Tuesday, November 06, 2007

In Memoriam - Washoe (1965-2007)

I was saddened to read of the death of Washoe, the chimpanzee who learned to use American Sign Language under the tutelage of cognitive researchers R. Allen and Beatrix T. Gardner. This occured while I was in college and I was fascinated by the whole experiment due to its linguistic and philosophical implications. I even wrote a paper for my "Philosophy of Man" course. I felt a real psychic link with her and with Koko the kitten-loving gorilla who learned more than 1,000 sign language words during research at Stanford University.

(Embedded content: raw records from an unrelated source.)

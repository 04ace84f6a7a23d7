//! CSV export of a [`Partition`].
//!
//! Two tables are written:
//!
//! * members – one row per assigned star, tagged with its bin,
//! * geometry – one row per bin with its edges, bounding lines and window.
use std::{fs::File, io::Write};

use camino::Utf8Path;
use log::info;

use crate::{cmd_errors::CmdError, partition::Partition};

#[derive(Debug, serde::Serialize)]
struct MemberRow {
    bin: usize,
    center: f64,
    color: f64,
    magnitude: f64,
    color_error: f64,
    magnitude_error: f64,
    ra: f64,
    dec: f64,
    radius: Option<f64>,
}

#[derive(Debug, serde::Serialize)]
struct GeometryRow {
    bin: usize,
    center: f64,
    lower_edge: f64,
    upper_edge: f64,
    slope: f64,
    lower_intercept: f64,
    upper_intercept: f64,
    anchor_color: f64,
    anchor_magnitude: f64,
    window_low: Option<f64>,
    window_high: Option<f64>,
    n_members: usize,
}

/// Write one row per member star.
pub fn write_members<W: Write>(partition: &Partition<'_>, writer: W) -> Result<(), CmdError> {
    let mut wtr = csv::Writer::from_writer(writer);
    for bin in partition.iter() {
        for star in &bin.members {
            wtr.serialize(MemberRow {
                bin: bin.index,
                center: bin.center,
                color: star.color,
                magnitude: star.magnitude,
                color_error: star.color_error,
                magnitude_error: star.magnitude_error,
                ra: star.ra,
                dec: star.dec,
                radius: star.radius,
            })?;
        }
    }
    wtr.flush()?;
    Ok(())
}

/// Write one row per bin.
pub fn write_geometry<W: Write>(partition: &Partition<'_>, writer: W) -> Result<(), CmdError> {
    let mut wtr = csv::Writer::from_writer(writer);
    for bin in partition.iter() {
        wtr.serialize(GeometryRow {
            bin: bin.index,
            center: bin.center,
            lower_edge: bin.lower_edge,
            upper_edge: bin.upper_edge,
            slope: bin.lower.slope,
            lower_intercept: bin.lower.intercept,
            upper_intercept: bin.upper.intercept,
            anchor_color: bin.anchor.color,
            anchor_magnitude: bin.anchor.magnitude,
            window_low: bin.window.map(|w| w.0),
            window_high: bin.window.map(|w| w.1),
            n_members: bin.len(),
        })?;
    }
    wtr.flush()?;
    Ok(())
}

/// Write the members and the geometry tables to two files.
pub fn export_partition(
    partition: &Partition<'_>,
    members_path: &Utf8Path,
    geometry_path: &Utf8Path,
) -> Result<(), CmdError> {
    write_members(partition, File::create(members_path)?)?;
    write_geometry(partition, File::create(geometry_path)?)?;
    info!(
        "partition of {} bins written to {members_path} and {geometry_path}",
        partition.len()
    );
    Ok(())
}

Rest in peace, sweet Washoe...and may you find Heaven to be a place where you can tickle and be tickled to your heart's content...

1 comment:

  1. Hi Marie,

    I remember Washoe, who was probably the most advanced of the group of chimps involved in these language studies. One major problem with all such studies is the close relationships these intelligent cousins of ours develop with the researchers. The depression and distress they suffered when the individuals they had grown close to finished their contract and moved on was palpable. There's an old saying 'a dog is for life, not just for Christmas' and this seems so much more appropriate to me when applied to chimpanzees and other monkeys used in long term tests. I applaud the physical care given to these subjects, but to me its equally important to provide emotional care and stability too. However, my overview of such projects is a positive one and I feel it helps put us in our place; all animals have feelings and genetically it proves how close we are to many other species.